Phosphorylation of some chromosomal nonhistone proteins in active genes is blocked by the transcription inhibitor 5,6-dichloro-1-beta-D-ribofuranosylbenzimidazole (DRB).

The distribution of rapidly phosphorylated chromosomal proteins between chromosome I, chromosome II + III, chromosome IV, and nuclear sap including the matrix was investigated in salivary gland cells of Chironomus tentans. Chromosome IV, which carries most active nonribosomal genes in the cell, was found to be enriched in four rapidly phosphorylated nonhistone polypeptides (Mr = 25,000, 30,000, 33,000, and 42,000) in parallel with the transcriptional activity rather than with the DNA content of the chromosome. Also the histones H2A and H4 are rapidly phosphorylated but the phosphorylation is proportional to the DNA content of each chromosome sample. The 32P-labeled Mr = 42,000 polypeptide immunologically cross-reacted with an antibody elicited against the transcription stimulatory factor S-II isolated from Ehrlich ascites tumor cells (Sekimizu, K., D. Mizuno, and S. Natori, 1979, Exp. Cell Res., 124:63-72). In addition, indirect immunofluorescence studies on chromosome IV with antisera against the stimulatory factor II revealed a selective staining of the active gene loci. The incorporation of 32P into three chromosome IV nonhistone polypeptides, especially into the Mr = 42,000 polypeptide, was lowered by 70-85% shortly after administration of 5,6-dichloro-1-beta-D-ribofuranosylbenzimidazole (DRB), a likely inhibitor of heterogeneous nuclear RNA transcription at initiation level. The possibility of a causal relationship between inhibited phosphorylation of chromosomal proteins and blocked transcription of heterogeneous nuclear RNA genes by DRB is discussed.
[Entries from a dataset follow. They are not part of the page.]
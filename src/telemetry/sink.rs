use crate::flight_control::{AircraftState, FlightPhase};
use async_trait::async_trait;
use chrono::{DateTime, Utc};
use strum_macros::Display;

/// Failure of a single send or write to a collaborator. Never fatal to the tick loop.
#[derive(Debug, Display)]
pub enum SinkError {
    Io(std::io::Error),
    Csv(csv::Error),
    Http(reqwest::Error),
    /// The receiving endpoint answered with a non-success status code.
    Rejected(u16),
    /// Too many dispatches are still in flight; the new one was dropped.
    Backlog,
}

impl std::error::Error for SinkError {}

impl From<std::io::Error> for SinkError {
    fn from(value: std::io::Error) -> Self { SinkError::Io(value) }
}

impl From<csv::Error> for SinkError {
    fn from(value: csv::Error) -> Self { SinkError::Csv(value) }
}

impl From<reqwest::Error> for SinkError {
    fn from(value: reqwest::Error) -> Self { SinkError::Http(value) }
}

/// The full aircraft state at one tick, as handed to the live sinks.
#[derive(Debug, Clone, Copy)]
pub struct Snapshot<'a> {
    pub state: &'a AircraftState,
    pub timestamp: DateTime<Utc>,
}

/// Record written to the event log once per phase transition.
#[derive(Debug, Clone, PartialEq, serde::Serialize)]
pub struct PhaseEvent {
    pub aircraft_id: u32,
    pub flight_number: String,
    pub phase: FlightPhase,
    pub arrival_time: DateTime<Utc>,
    pub main_strut_health: f64,
    pub latitude: f64,
    pub longitude: f64,
    pub roll: f64,
    pub pitch: f64,
    pub gear_position: f64,
}

impl PhaseEvent {
    /// Captures the event for the phase `state` has just entered.
    /// Returns `None` while no phase is active.
    pub fn capture(aircraft_id: u32, state: &AircraftState, at: DateTime<Utc>) -> Option<Self> {
        Some(Self {
            aircraft_id,
            flight_number: state.flight_id().to_string(),
            phase: state.phase()?,
            arrival_time: at,
            main_strut_health: state.main_health(),
            latitude: state.lat(),
            longitude: state.lon(),
            roll: state.roll(),
            pitch: state.pitch(),
            gear_position: state.gear_position(),
        })
    }
}

/// Notification raised by a severe hard landing.
#[derive(Debug, Clone, PartialEq, serde::Serialize)]
pub struct Alert {
    pub subject: String,
    pub body: String,
}

impl Alert {
    pub fn hard_landing(impact_g: f64) -> Self {
        Self {
            subject: String::from("HARD LANDING"),
            body: format!("G-Force: {impact_g}"),
        }
    }
}

/// One row of the durable sample log. Field order is the column order.
#[derive(Debug, Clone, PartialEq, serde::Serialize)]
pub struct SampleRow {
    #[serde(rename = "Time")]
    pub time: DateTime<Utc>,
    #[serde(rename = "ID")]
    pub flight_id: String,
    #[serde(rename = "Phase")]
    pub phase: &'static str,
    #[serde(rename = "Alt")]
    pub alt: f64,
    #[serde(rename = "Speed")]
    pub speed: f64,
    #[serde(rename = "Lat")]
    pub lat: f64,
    #[serde(rename = "Lon")]
    pub lon: f64,
    #[serde(rename = "Roll")]
    pub roll: f64,
    #[serde(rename = "Pitch")]
    pub pitch: f64,
    #[serde(rename = "Hdg")]
    pub heading: f64,
    #[serde(rename = "Gear")]
    pub gear: f64,
    #[serde(rename = "G")]
    pub g_force: f64,
    #[serde(rename = "Hyd")]
    pub hyd_pressure: f64,
    #[serde(rename = "Stat")]
    pub status: String,
    #[serde(rename = "Brk")]
    pub brake_temp: f64,
    #[serde(rename = "Strut")]
    pub strut_pressure: f64,
    #[serde(rename = "Oil")]
    pub oil_temp: f64,
    #[serde(rename = "Vib")]
    pub vibration: f64,
    #[serde(rename = "Side")]
    pub side_load: f64,
    #[serde(rename = "Cyc")]
    pub gear_cycles: u32,
    #[serde(rename = "Seal")]
    pub seal_integrity: f64,
    #[serde(rename = "Rwy")]
    pub runway: String,
}

impl SampleRow {
    pub const HEADER: [&'static str; 22] = [
        "Time", "ID", "Phase", "Alt", "Speed", "Lat", "Lon", "Roll", "Pitch", "Hdg", "Gear", "G",
        "Hyd", "Stat", "Brk", "Strut", "Oil", "Vib", "Side", "Cyc", "Seal", "Rwy",
    ];

    pub fn capture(state: &AircraftState, at: DateTime<Utc>) -> Self {
        Self {
            time: at,
            flight_id: state.flight_id().to_string(),
            phase: state.phase_name(),
            alt: state.alt(),
            speed: state.speed(),
            lat: state.lat(),
            lon: state.lon(),
            roll: state.roll(),
            pitch: state.pitch(),
            heading: state.heading(),
            gear: state.gear_position(),
            g_force: state.g_force(),
            hyd_pressure: state.hyd_pressure(),
            status: state.gear_status().to_string(),
            brake_temp: state.brake_temp(),
            strut_pressure: state.strut_pressure(),
            oil_temp: state.oil_temp(),
            vibration: state.vibration(),
            side_load: state.side_load(),
            gear_cycles: state.gear_cycles(),
            seal_integrity: state.seal_integrity(),
            runway: state.runway_condition().to_string(),
        }
    }
}

/// Live, per-tick consumer of snapshots (visualization, metrics).
///
/// Implementations must return immediately; a send that cannot complete right away fails.
pub trait SnapshotSink: Send {
    fn name(&self) -> &'static str;
    fn send_snapshot(&mut self, snapshot: &Snapshot<'_>) -> Result<(), SinkError>;
}

/// Receives one record per phase transition.
#[async_trait]
pub trait EventLog: Send {
    fn record_phase(&mut self, event: PhaseEvent) -> Result<(), SinkError>;

    /// Waits for outstanding writes and returns how many of them failed.
    async fn drain(&mut self) -> usize { 0 }
}

/// Delivers alerts to a human.
#[async_trait]
pub trait Notifier: Send {
    fn send_alert(&mut self, alert: Alert) -> Result<(), SinkError>;

    /// Waits for outstanding deliveries and returns how many of them failed.
    async fn drain(&mut self) -> usize { 0 }
}

/// Durable, throttled sample storage.
pub trait SampleStore: Send {
    fn write_sample(&mut self, row: &SampleRow) -> Result<(), SinkError>;
    fn flush(&mut self) -> Result<(), SinkError>;
}
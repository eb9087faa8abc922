use rand::Rng;

/// Source of the uniform draws used by the vibration and fault models.
///
/// Production code wraps a `rand` generator in [`RngSource`]; tests can
/// implement this trait directly to script exact draws.
pub trait RandomSource {
    /// A uniform draw in `[0, 1)`.
    fn unit(&mut self) -> f64;
    /// A uniform draw in `[low, high]`.
    fn uniform(&mut self, low: f64, high: f64) -> f64;
}

/// Adapts any `rand` generator to [`RandomSource`].
#[derive(Debug, Clone)]
pub struct RngSource<R: Rng>(R);

impl<R: Rng> RngSource<R> {
    pub fn new(rng: R) -> Self { Self(rng) }
}

impl<R: Rng> RandomSource for RngSource<R> {
    fn unit(&mut self) -> f64 { self.0.random::<f64>() }

    fn uniform(&mut self, low: f64, high: f64) -> f64 {
        if low >= high {
            return low;
        }
        self.0.random_range(low..=high)
    }
}

/// Replays queued draws; once a queue runs dry it falls back to a fixed value
/// (`unit`) or the midpoint of the requested range (`uniform`).
#[cfg(test)]
#[derive(Debug, Default)]
pub(crate) struct ScriptedDraws {
    unit: std::collections::VecDeque<f64>,
    uniform: std::collections::VecDeque<f64>,
    unit_fallback: f64,
}

#[cfg(test)]
impl ScriptedDraws {
    pub(crate) fn new(unit: &[f64], uniform: &[f64]) -> Self {
        Self {
            unit: unit.iter().copied().collect(),
            uniform: uniform.iter().copied().collect(),
            unit_fallback: 0.5,
        }
    }

    pub(crate) fn with_unit_fallback(mut self, value: f64) -> Self {
        self.unit_fallback = value;
        self
    }
}

#[cfg(test)]
impl RandomSource for ScriptedDraws {
    fn unit(&mut self) -> f64 { self.unit.pop_front().unwrap_or(self.unit_fallback) }

    fn uniform(&mut self, low: f64, high: f64) -> f64 {
        self.uniform.pop_front().map_or((low + high) / 2.0, |v| v.clamp(low, high))
    }
}
use strum_macros::{Display, EnumIter};

/// Named segment of a flight cycle. Declaration order is the fixed order in
/// which a cycle traverses the phases.
#[derive(Debug, PartialEq, Eq, Clone, Copy, Hash, Display, EnumIter, serde::Serialize)]
pub enum FlightPhase {
    Taxi,
    Takeoff,
    Climb,
    Cruise,
    Descent,
    Approach,
    Landing,
}

impl FlightPhase {
    /// Hydraulic pressure drawn down by gear and flap actuation during these phases.
    const HIGH_DEMAND_DROP: f64 = 200.0;

    /// Ground-roll phases where the brakes absorb energy.
    pub fn loads_brakes(self) -> bool { matches!(self, FlightPhase::Taxi | FlightPhase::Landing) }

    /// Fixed reduction of the hydraulic pressure target for this phase.
    pub fn hydraulic_demand(self) -> f64 {
        match self {
            FlightPhase::Takeoff | FlightPhase::Approach => Self::HIGH_DEMAND_DROP,
            _ => 0.0,
        }
    }

    /// Fault injection runs between `Approach` and this phase.
    pub fn is_touchdown(self) -> bool { self == FlightPhase::Landing }
}

impl From<FlightPhase> for &'static str {
    fn from(value: FlightPhase) -> Self {
        match value {
            FlightPhase::Taxi => "Taxi",
            FlightPhase::Takeoff => "Takeoff",
            FlightPhase::Climb => "Climb",
            FlightPhase::Cruise => "Cruise",
            FlightPhase::Descent => "Descent",
            FlightPhase::Approach => "Approach",
            FlightPhase::Landing => "Landing",
        }
    }
}

/// Runway surface reported with every persisted sample.
#[derive(Debug, PartialEq, Eq, Clone, Copy, Display)]
pub enum RunwayCondition {
    #[strum(serialize = "DRY")]
    Dry,
}
use super::sink::{SinkError, Snapshot, SnapshotSink};
use itertools::Itertools;
use std::net::SocketAddr;
use tokio::net::UdpSocket;

/// Measurement name of the metrics line.
const MEASUREMENT: &str = "flight_telemetry";

/// Connectionless, best-effort datagram feed. One datagram per snapshot, no
/// acknowledgment and no retry.
pub(crate) struct UdpFeed {
    name: &'static str,
    socket: UdpSocket,
    target: SocketAddr,
    encode: fn(&Snapshot<'_>) -> String,
}

impl UdpFeed {
    /// Binds an ephemeral local socket sending `encode`d snapshots to `target`.
    pub(crate) async fn bind(
        name: &'static str,
        target: SocketAddr,
        encode: fn(&Snapshot<'_>) -> String,
    ) -> Result<Self, SinkError> {
        let local: SocketAddr = if target.is_ipv4() {
            SocketAddr::from(([0, 0, 0, 0], 0))
        } else {
            SocketAddr::from(([0u16; 8], 0))
        };
        let socket = UdpSocket::bind(local).await?;
        Ok(Self { name, socket, target, encode })
    }

    /// Feed for the 3D visualization.
    pub(crate) async fn visual(target: SocketAddr) -> Result<Self, SinkError> {
        Self::bind("visual", target, visual_record).await
    }

    /// Feed for the metrics/time-series collector.
    pub(crate) async fn metrics(target: SocketAddr) -> Result<Self, SinkError> {
        Self::bind("metrics", target, metrics_line).await
    }

    pub(crate) fn target(&self) -> SocketAddr { self.target }
}

impl SnapshotSink for UdpFeed {
    fn name(&self) -> &'static str { self.name }

    fn send_snapshot(&mut self, snapshot: &Snapshot<'_>) -> Result<(), SinkError> {
        let payload = (self.encode)(snapshot);
        // try_send_to never waits; a full socket buffer surfaces as WouldBlock
        self.socket.try_send_to(payload.as_bytes(), self.target)?;
        Ok(())
    }
}

/// `lat,lon,alt,roll,pitch,heading,gear,gear,gear` terminated by a newline; the gear
/// position is repeated for the nose, left and right legs.
pub(crate) fn visual_record(snapshot: &Snapshot<'_>) -> String {
    let s = snapshot.state;
    let gear = s.gear_position();
    let fields = [s.lat(), s.lon(), s.alt(), s.roll(), s.pitch(), s.heading(), gear, gear, gear];
    format!("{}\n", fields.iter().join(","))
}

/// Influx line protocol record tagged with flight id and phase, stamped in nanoseconds.
pub(crate) fn metrics_line(snapshot: &Snapshot<'_>) -> String {
    let s = snapshot.state;
    let fields = [
        ("altitude", s.alt()),
        ("speed", s.speed()),
        ("g_force", s.g_force()),
        ("gear_pos", s.gear_position()),
        ("hyd_pressure", s.hyd_pressure()),
        ("brake_temp", s.brake_temp()),
        ("vibration", s.vibration()),
        ("main_health", s.main_health()),
    ];
    let timestamp = snapshot.timestamp.timestamp_nanos_opt().unwrap_or_default();
    format!(
        "{MEASUREMENT},flight_id={},phase={} {} {timestamp}",
        escape_tag(s.flight_id()),
        s.phase_name(),
        fields.iter().map(|(k, v)| format!("{k}={v}")).join(","),
    )
}

/// Escapes the characters line protocol reserves in tag values.
fn escape_tag(value: &str) -> String {
    value.replace(',', "\\,").replace('=', "\\=").replace(' ', "\\ ")
}
#[macro_export]
macro_rules! info {
    ($($arg:tt)*) => {
        println!("\x1b[32m[INFO] [{}]\x1b[0m {}", chrono::Utc::now().format("%H:%M:%S"), format!($($arg)*))
    };
}

#[macro_export]
macro_rules! log {
    ($($arg:tt)*) => {
        println!("\x1b[33m[LOG]  [{}]\x1b[0m {}", chrono::Utc::now().format("%H:%M:%S"), format!($($arg)*))
    };
}

#[macro_export]
macro_rules! warn {
    ($($arg:tt)*) => {
        println!("\x1b[35m[WARN] [{}]\x1b[0m {}", chrono::Utc::now().format("%H:%M:%S"), format!($($arg)*))
    };
}

#[macro_export]
macro_rules! fatal {
    ($($arg:tt)*) => {
        panic!("\x1b[1;31m[FATAL][{}]\x1b[0m {}", chrono::Utc::now().format("%H:%M:%S"), format!($($arg)*))
    };
}

/// Flight phase milestones, printed once per segment start.
#[macro_export]
macro_rules! phase {
    ($($arg:tt)*) => {
        println!("\x1b[1;34m[PHASE][{}]\x1b[0m {}", chrono::Utc::now().format("%H:%M:%S"), format!($($arg)*))
    };
}

/// Per-send sink diagnostics. Silent unless `LOG_AEROTWIN_EVENTS` is set.
#[macro_export]
macro_rules! event {
    ($($arg:tt)*) => {
        if std::env::var("LOG_AEROTWIN_EVENTS").is_ok() {
            println!("\x1b[36m[EVENT][{}]\x1b[0m {}", chrono::Utc::now().format("%H:%M:%S"), format!($($arg)*))
        }
    };
}
pub(crate) mod random_source;
pub(crate) mod waypoint;
#[cfg(test)]
mod tests;

pub use random_source::{RandomSource, RngSource};
pub use waypoint::{Waypoint, normalize_heading};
Rapidly phosphorylated histone-like proteins are modulated in the course of transcription block by 5,6-dichloro-1-beta-D-ribofuranosylbenzimidazole.

A putative histone H2A and H4 protein with posttranslationally added and covalently linked phosphate group(s) have been found in salivary gland cells of Chironomus tentans. The phosphate moieties possess a rapid turnover rate and the incorporation of 32P reaches steady-state level within 5 to 10 min of incubation. The H2A-like protein incorporates twice as much label as the H4-like one. The core histones H2B and H3 are not measurably phosphorylated under identical experimental conditions. The administration of the nucleoside analogue 5,6-dichloro-1-beta-D-ribofuranosyl-benzimidazole (DRB), a likely inhibitor of transcription initiation, rapidly modulates the phosphorylation of H2A- and H4-like proteins. The incorporation of 32P into the H2A-like phosphoprotein is enhanced by up to 180% after 3 to 10 min of preincubation with DRB but the rise in phosphorylation is of a transient character. The phosphorylation of H4-like protein is affected somewhat later than that of H2A but the stimulatory effect persists even after a longer pretreatment with DRB. If the elongation inhibitor alpha-amanitin replaces DRB in similar experiments no significant effect on histone phosphorylation can be registered. The results are discussed in relation to the possibilities that there is a cause and effect relation between the rapid modulation of phosphorylated putative histone proteins and the repression of gene activity or condensation of active chromatin.